— Supplied entries —

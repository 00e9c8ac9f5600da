//! A fired event: which process, and when.

use std::fmt;

use crate::id::ProcessId;
use crate::value::SimTime;

/// Immutable record of one fired channel.
///
/// Created by the engine after sampling, or directly in tests to drive a
/// system's update hook by hand.
#[derive(Clone, Copy, Debug, PartialEq, Eq)]
pub struct Event {
    process: ProcessId,
    time: SimTime,
}

impl Event {
    /// Record that `process` fired at `time`.
    pub fn new(process: ProcessId, time: SimTime) -> Self {
        Self { process, time }
    }

    /// The process that fired.
    pub fn process(&self) -> ProcessId {
        self.process
    }

    /// When it fired.
    pub fn time(&self) -> SimTime {
        self.time
    }
}

impl fmt::Display for Event {
    fn fmt(&self, f: &mut fmt::Formatter<'_>) -> fmt::Result {
        write!(f, "process {} @ {}", self.process, self.time)
    }
}
//! Process and System traits for ctmc simulations.
//!
//! A [`Process`] is one event channel: it reports a propensity computed
//! from the population arena and knows how to apply its own state change.
//! A [`System`] owns an ordered process list plus the arena, and is the
//! dependency-aware update hook the engine calls after every event.
//! [`DependencyGraph`] derives dependency sets from declared reads/writes.

#![deny(missing_docs)]
#![deny(rustdoc::broken_intra_doc_links)]
#![forbid(unsafe_code)]

pub mod dependency;
pub mod process;
pub mod system;

pub use dependency::{validate_processes, DependencyGraph, GraphError};
pub use process::Process;
pub use system::{process_at, Dependents, DependentsIter, System};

— What the task asks —
Look above for the line that contains "#[derive(Clone, Copy, Debug, PartialEq, Eq)]". Starting there, transcribe every line exactly until you have copied the line that contains "a propensity computed".

— Your response —
#[derive(Clone, Copy, Debug, PartialEq, Eq)]
pub struct Event {
    process: ProcessId,
    time: SimTime,
}

impl Event {
    /// Record that `process` fired at `time`.
    pub fn new(process: ProcessId, time: SimTime) -> Self {
        Self { process, time }
    }

    /// The process that fired.
    pub fn process(&self) -> ProcessId {
        self.process
    }

    /// When it fired.
    pub fn time(&self) -> SimTime {
        self.time
    }
}

impl fmt::Display for Event {
    fn fmt(&self, f: &mut fmt::Formatter<'_>) -> fmt::Result {
        write!(f, "process {} @ {}", self.process, self.time)
    }
}
//! Process and System traits for ctmc simulations.
//!
//! A [`Process`] is one event channel: it reports a propensity computed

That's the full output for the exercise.